● **Task brief**:
Search the listing below for the string "ErrorBody" and copy every line where it occurs.

● **Input data**:

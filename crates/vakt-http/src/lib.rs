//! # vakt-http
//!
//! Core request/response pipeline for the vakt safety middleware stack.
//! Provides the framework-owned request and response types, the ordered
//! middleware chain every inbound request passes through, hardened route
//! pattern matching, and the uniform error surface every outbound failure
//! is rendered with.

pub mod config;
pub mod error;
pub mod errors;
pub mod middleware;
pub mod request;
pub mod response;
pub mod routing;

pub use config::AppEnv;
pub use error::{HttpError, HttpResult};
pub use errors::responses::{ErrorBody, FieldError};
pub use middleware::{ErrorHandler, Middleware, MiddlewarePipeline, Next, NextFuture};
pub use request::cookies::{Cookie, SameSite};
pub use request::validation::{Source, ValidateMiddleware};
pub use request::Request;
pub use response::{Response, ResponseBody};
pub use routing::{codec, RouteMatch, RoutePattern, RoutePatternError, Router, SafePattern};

--

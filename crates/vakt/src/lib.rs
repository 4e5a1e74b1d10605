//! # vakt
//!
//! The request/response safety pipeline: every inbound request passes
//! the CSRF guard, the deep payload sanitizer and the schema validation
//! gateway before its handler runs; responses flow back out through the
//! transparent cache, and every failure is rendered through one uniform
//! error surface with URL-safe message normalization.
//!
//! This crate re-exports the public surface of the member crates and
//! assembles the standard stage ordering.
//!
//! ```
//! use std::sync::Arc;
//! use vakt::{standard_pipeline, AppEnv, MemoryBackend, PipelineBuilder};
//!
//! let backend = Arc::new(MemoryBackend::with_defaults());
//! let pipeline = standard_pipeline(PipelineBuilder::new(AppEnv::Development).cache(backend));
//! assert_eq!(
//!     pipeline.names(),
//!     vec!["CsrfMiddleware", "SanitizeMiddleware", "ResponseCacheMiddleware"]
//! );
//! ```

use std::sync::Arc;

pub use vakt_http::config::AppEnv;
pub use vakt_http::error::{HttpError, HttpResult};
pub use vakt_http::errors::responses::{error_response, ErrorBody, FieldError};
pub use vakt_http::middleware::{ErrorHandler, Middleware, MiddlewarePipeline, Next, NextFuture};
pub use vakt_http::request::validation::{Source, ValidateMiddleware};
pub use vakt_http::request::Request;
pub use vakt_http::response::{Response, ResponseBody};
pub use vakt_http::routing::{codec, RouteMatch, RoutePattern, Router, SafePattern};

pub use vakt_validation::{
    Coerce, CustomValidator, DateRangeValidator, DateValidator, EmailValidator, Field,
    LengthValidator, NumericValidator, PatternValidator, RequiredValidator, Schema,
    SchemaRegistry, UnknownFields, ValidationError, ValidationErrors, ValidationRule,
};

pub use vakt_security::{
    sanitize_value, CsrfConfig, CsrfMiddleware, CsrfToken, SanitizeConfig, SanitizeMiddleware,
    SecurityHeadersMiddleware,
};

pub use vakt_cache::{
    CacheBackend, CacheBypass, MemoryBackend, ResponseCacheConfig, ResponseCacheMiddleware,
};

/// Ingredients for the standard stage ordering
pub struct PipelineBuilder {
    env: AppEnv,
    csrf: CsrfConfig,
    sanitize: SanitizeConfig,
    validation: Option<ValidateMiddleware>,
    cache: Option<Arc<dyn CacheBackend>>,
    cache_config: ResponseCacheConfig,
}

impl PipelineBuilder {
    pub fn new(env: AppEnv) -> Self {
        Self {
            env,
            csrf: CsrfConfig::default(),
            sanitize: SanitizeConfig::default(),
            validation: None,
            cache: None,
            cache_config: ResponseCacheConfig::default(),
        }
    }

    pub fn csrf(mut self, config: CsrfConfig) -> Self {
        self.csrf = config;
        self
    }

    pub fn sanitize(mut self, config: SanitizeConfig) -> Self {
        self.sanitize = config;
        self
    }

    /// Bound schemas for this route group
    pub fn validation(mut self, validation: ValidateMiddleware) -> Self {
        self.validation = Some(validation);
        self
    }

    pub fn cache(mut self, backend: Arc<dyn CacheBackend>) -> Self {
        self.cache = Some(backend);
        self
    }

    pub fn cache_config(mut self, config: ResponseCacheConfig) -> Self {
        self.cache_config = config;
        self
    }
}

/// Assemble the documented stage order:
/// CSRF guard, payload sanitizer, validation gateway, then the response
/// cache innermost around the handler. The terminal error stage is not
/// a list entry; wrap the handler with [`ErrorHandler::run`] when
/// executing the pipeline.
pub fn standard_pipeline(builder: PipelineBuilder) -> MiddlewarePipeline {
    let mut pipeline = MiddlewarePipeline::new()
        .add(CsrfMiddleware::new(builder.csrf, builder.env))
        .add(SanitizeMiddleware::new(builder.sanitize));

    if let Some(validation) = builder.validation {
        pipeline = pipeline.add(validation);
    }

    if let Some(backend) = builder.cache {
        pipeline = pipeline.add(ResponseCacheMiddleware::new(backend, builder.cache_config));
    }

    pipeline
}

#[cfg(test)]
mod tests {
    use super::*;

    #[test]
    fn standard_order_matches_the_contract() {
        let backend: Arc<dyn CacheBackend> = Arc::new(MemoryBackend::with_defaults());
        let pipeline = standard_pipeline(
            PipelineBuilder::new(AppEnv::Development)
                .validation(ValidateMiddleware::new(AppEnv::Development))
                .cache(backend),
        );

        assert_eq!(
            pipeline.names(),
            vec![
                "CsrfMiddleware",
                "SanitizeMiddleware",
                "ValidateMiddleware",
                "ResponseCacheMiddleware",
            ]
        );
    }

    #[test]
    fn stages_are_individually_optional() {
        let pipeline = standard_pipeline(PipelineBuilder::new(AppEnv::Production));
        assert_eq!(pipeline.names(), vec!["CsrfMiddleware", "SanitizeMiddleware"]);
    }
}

---

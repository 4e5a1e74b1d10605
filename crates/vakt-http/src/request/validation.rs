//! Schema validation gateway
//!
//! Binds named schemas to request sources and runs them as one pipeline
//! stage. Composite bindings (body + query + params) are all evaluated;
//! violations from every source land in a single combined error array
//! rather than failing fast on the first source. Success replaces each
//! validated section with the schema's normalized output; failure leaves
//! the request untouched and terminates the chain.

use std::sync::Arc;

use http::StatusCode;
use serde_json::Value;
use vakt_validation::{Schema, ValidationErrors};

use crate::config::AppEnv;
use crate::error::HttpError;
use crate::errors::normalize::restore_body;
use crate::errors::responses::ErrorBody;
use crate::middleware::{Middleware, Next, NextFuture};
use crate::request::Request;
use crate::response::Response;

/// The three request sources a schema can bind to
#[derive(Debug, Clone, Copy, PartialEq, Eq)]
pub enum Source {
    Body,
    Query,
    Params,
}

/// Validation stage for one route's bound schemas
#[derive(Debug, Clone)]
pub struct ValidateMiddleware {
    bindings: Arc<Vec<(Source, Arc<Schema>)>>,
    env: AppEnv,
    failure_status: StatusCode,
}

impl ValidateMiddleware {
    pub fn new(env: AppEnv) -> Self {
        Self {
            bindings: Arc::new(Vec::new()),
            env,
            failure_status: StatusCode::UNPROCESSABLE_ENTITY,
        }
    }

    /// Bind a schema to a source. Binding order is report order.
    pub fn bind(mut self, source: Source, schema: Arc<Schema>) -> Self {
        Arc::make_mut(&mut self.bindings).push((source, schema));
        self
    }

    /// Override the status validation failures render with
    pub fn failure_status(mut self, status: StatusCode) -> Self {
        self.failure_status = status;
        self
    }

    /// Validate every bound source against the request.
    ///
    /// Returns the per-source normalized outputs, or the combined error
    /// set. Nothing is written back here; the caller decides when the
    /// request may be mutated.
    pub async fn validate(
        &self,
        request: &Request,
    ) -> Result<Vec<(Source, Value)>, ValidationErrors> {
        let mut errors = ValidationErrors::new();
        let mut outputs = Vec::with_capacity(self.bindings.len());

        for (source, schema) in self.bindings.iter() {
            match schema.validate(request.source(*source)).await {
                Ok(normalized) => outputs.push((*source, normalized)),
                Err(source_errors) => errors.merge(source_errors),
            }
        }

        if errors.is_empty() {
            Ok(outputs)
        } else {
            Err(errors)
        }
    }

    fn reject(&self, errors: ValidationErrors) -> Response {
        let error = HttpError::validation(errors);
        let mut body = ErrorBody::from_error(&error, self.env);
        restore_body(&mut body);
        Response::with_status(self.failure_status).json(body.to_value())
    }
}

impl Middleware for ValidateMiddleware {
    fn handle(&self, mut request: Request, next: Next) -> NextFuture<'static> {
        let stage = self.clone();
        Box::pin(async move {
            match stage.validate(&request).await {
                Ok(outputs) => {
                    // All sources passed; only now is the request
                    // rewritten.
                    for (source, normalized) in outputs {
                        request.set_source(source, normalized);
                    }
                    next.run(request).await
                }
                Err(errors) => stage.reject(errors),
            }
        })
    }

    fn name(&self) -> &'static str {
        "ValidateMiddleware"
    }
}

● **Solved problem**:
pub use errors::responses::{ErrorBody, FieldError};
pub use vakt_http::errors::responses::{error_response, ErrorBody, FieldError};
use crate::errors::responses::ErrorBody;
        let mut body = ErrorBody::from_error(&error, self.env);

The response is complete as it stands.